Collection entries:
____

#[cfg(test)]
mod tests {
    use super::*;
    use chrono::Utc;
    use common::Money;

    use crate::model::{Address, NewOrderLine};

    async fn seed_product(store: &InMemoryStore, stock: u32, cents: i64) -> Product {
        store
            .insert_product(NewProduct {
                name: "Dumbbell".to_string(),
                price: Money::from_cents(cents),
                stock_quantity: stock,
                ..Default::default()
            })
            .await
            .unwrap()
    }

    fn new_order(user_id: UserId, cart_id: CartId, lines: Vec<NewOrderLine>) -> NewOrder {
        NewOrder {
            uuid: OrderUuid::new(),
            user_id,
            cart_id,
            order_date: Utc::now().date_naive(),
            total_amount: lines.iter().map(|l| l.unit_price.multiply(l.quantity)).sum(),
            shipping: Address::default(),
            notes: None,
            lines,
        }
    }

    #[tokio::test]
    async fn test_get_or_create_cart_is_idempotent() {
        let store = InMemoryStore::new();
        let user = UserId::new(1);

        let first = store.get_or_create_cart(user).await.unwrap();
        let second = store.get_or_create_cart(user).await.unwrap();

        assert_eq!(first.id, second.id);
        assert!(store.get_cart(user).await.unwrap().is_some());
    }

    #[tokio::test]
    async fn test_save_cart_line_overwrites_quantity() {
        let store = InMemoryStore::new();
        let product = seed_product(&store, 10, 500).await;
        let cart = store.get_or_create_cart(UserId::new(1)).await.unwrap();

        let first = store.save_cart_line(cart.id, product.id, 2).await.unwrap();
        let second = store.save_cart_line(cart.id, product.id, 5).await.unwrap();

        assert_eq!(first.id, second.id);
        assert_eq!(second.quantity, 5);
        assert_eq!(second.current_price, Money::from_cents(500));
        let cart = store.get_cart(UserId::new(1)).await.unwrap().unwrap();
        assert_eq!(cart.lines.len(), 1);
    }

    #[tokio::test]
    async fn test_place_order_decrements_and_clears_cart() {
        let store = InMemoryStore::new();
        let user = UserId::new(1);
        let product = seed_product(&store, 5, 1000).await;
        let cart = store.get_or_create_cart(user).await.unwrap();
        store.save_cart_line(cart.id, product.id, 3).await.unwrap();

        let order = store
            .place_order(new_order(
                user,
                cart.id,
                vec![NewOrderLine {
                    product_id: product.id,
                    unit_price: product.price,
                    quantity: 3,
                }],
            ))
            .await
            .unwrap();

        assert_eq!(order.status, OrderStatus::Open);
        assert_eq!(order.lines[0].product_name.as_deref(), Some("Dumbbell"));
        let product = store.get_product(product.id).await.unwrap().unwrap();
        assert_eq!(product.stock_quantity, 2);
        let cart = store.get_cart(user).await.unwrap().unwrap();
        assert!(cart.lines.is_empty());
    }

    #[tokio::test]
    async fn test_place_order_rejects_and_leaves_no_trace() {
        let store = InMemoryStore::new();
        let user = UserId::new(1);
        let plenty = seed_product(&store, 10, 100).await;
        let scarce = seed_product(&store, 1, 100).await;
        let cart = store.get_or_create_cart(user).await.unwrap();
        store.save_cart_line(cart.id, plenty.id, 4).await.unwrap();
        store.save_cart_line(cart.id, scarce.id, 2).await.unwrap();

        let result = store
            .place_order(new_order(
                user,
                cart.id,
                vec![
                    NewOrderLine {
                        product_id: plenty.id,
                        unit_price: plenty.price,
                        quantity: 4,
                    },
                    NewOrderLine {
                        product_id: scarce.id,
                        unit_price: scarce.price,
                        quantity: 2,
                    },
                ],
            ))
            .await;

        assert!(matches!(
            result,
            Err(StoreError::InsufficientStock { product_id, requested: 2 }) if product_id == scarce.id
        ));
        assert_eq!(
            store.get_product(plenty.id).await.unwrap().unwrap().stock_quantity,
            10
        );
        assert_eq!(store.order_count().await, 0);
        assert_eq!(store.get_cart(user).await.unwrap().unwrap().lines.len(), 2);
    }

    #[tokio::test]
    async fn test_injected_failure_rolls_back_place_order() {
        let store = InMemoryStore::new();
        let user = UserId::new(1);
        let product = seed_product(&store, 5, 100).await;
        let cart = store.get_or_create_cart(user).await.unwrap();
        store.save_cart_line(cart.id, product.id, 1).await.unwrap();
        store.fail_next_write().await;

        let result = store
            .place_order(new_order(
                user,
                cart.id,
                vec![NewOrderLine {
                    product_id: product.id,
                    unit_price: product.price,
                    quantity: 1,
                }],
            ))
            .await;

        assert!(matches!(result, Err(StoreError::Database(_))));
        assert_eq!(
            store.get_product(product.id).await.unwrap().unwrap().stock_quantity,
            5
        );
        assert_eq!(store.get_cart(user).await.unwrap().unwrap().lines.len(), 1);
    }

    #[tokio::test]
    async fn test_cancel_order_compare_and_swap() {
        let store = InMemoryStore::new();
        let user = UserId::new(1);
        let product = seed_product(&store, 5, 100).await;
        let cart = store.get_or_create_cart(user).await.unwrap();
        let order = store
            .place_order(new_order(
                user,
                cart.id,
                vec![NewOrderLine {
                    product_id: product.id,
                    unit_price: product.price,
                    quantity: 3,
                }],
            ))
            .await
            .unwrap();

        store
            .cancel_order(order.id, OrderStatus::Open)
            .await
            .unwrap();
        let again = store.cancel_order(order.id, OrderStatus::Open).await;

        assert!(matches!(
            again,
            Err(StoreError::StatusConflict {
                actual: OrderStatus::Canceled,
                ..
            })
        ));
        // Restored exactly once
        assert_eq!(
            store.get_product(product.id).await.unwrap().unwrap().stock_quantity,
            5
        );
    }

    #[tokio::test]
    async fn test_place_order_keeps_lines_added_after_the_cart_was_read() {
        let store = InMemoryStore::new();
        let user = UserId::new(1);
        let ordered = seed_product(&store, 5, 1000).await;
        let late = seed_product(&store, 5, 200).await;
        let cart = store.get_or_create_cart(user).await.unwrap();
        store.save_cart_line(cart.id, ordered.id, 2).await.unwrap();

        let pending = new_order(
            user,
            cart.id,
            vec![NewOrderLine {
                product_id: ordered.id,
                unit_price: ordered.price,
                quantity: 2,
            }],
        );
        store.save_cart_line(cart.id, late.id, 1).await.unwrap();
        store.place_order(pending).await.unwrap();

        let cart = store.get_cart(user).await.unwrap().unwrap();
        assert_eq!(cart.lines.len(), 1);
        assert_eq!(cart.lines[0].product_id, late.id);
        assert_eq!(cart.lines[0].quantity, 1);
        assert_eq!(
            store.get_product(late.id).await.unwrap().unwrap().stock_quantity,
            5
        );
        assert_eq!(
            store.get_product(ordered.id).await.unwrap().unwrap().stock_quantity,
            3
        );
    }

    #[tokio::test]
    async fn test_cancel_order_restock_overflow_changes_nothing() {
        let store = InMemoryStore::new();
        let user = UserId::new(1);
        let product = seed_product(&store, 10, 100).await;
        let cart = store.get_or_create_cart(user).await.unwrap();
        let order = store
            .place_order(new_order(
                user,
                cart.id,
                vec![NewOrderLine {
                    product_id: product.id,
                    unit_price: product.price,
                    quantity: 3,
                }],
            ))
            .await
            .unwrap();

        store
            .update_product(
                product.id,
                ProductPatch {
                    stock_quantity: Some(u32::MAX - 1),
                    ..Default::default()
                },
            )
            .await
            .unwrap();

        let result = store.cancel_order(order.id, OrderStatus::Open).await;

        assert!(matches!(result, Err(StoreError::Corrupt(_))));
        assert_eq!(
            store.get_product(product.id).await.unwrap().unwrap().stock_quantity,
            u32::MAX - 1
        );
        let order = store.get_order(order.id).await.unwrap().unwrap();
        assert_eq!(order.status, OrderStatus::Open);
    }

    #[tokio::test]
    async fn test_update_status_missing_order() {
        let store = InMemoryStore::new();
        let result = store
            .update_order_status(OrderId::new(99), OrderStatus::Open, OrderStatus::Paid, None)
            .await;
        assert!(matches!(result, Err(StoreError::NotFound { entity: "Order", .. })));
    }

    #[tokio::test]
    async fn test_wishlist_add_is_set_like() {
        let store = InMemoryStore::new();
        let user = UserId::new(1);
        let product = seed_product(&store, 1, 100).await;
        let wishlist = store.get_or_create_wishlist(user).await.unwrap();

        assert!(store.add_wishlist_item(wishlist.id, product.id).await.unwrap());
        assert!(!store.add_wishlist_item(wishlist.id, product.id).await.unwrap());
        assert!(
            store
                .remove_wishlist_item(wishlist.id, product.id)
                .await
                .unwrap()
        );
        assert!(
            !store
                .remove_wishlist_item(wishlist.id, product.id)
                .await
                .unwrap()
        );
    }

    #[tokio::test]
    async fn test_duplicate_review_violates_uniqueness() {
        let store = InMemoryStore::new();
        let review = NewReview {
            product_id: ProductId::new(1),
            user_id: UserId::new(2),
            rating: 4,
            title: None,
            comment: None,
        };
        store.insert_review(review.clone()).await.unwrap();
        let result = store.insert_review(review).await;
        assert!(matches!(result, Err(StoreError::UniqueViolation(_))));
    }
}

____

WORK TO BE COMPLETED: List every line above that contains the word "default".

REPLY TO THE TASK:
                ..Default::default()
            shipping: Address::default(),
                    ..Default::default()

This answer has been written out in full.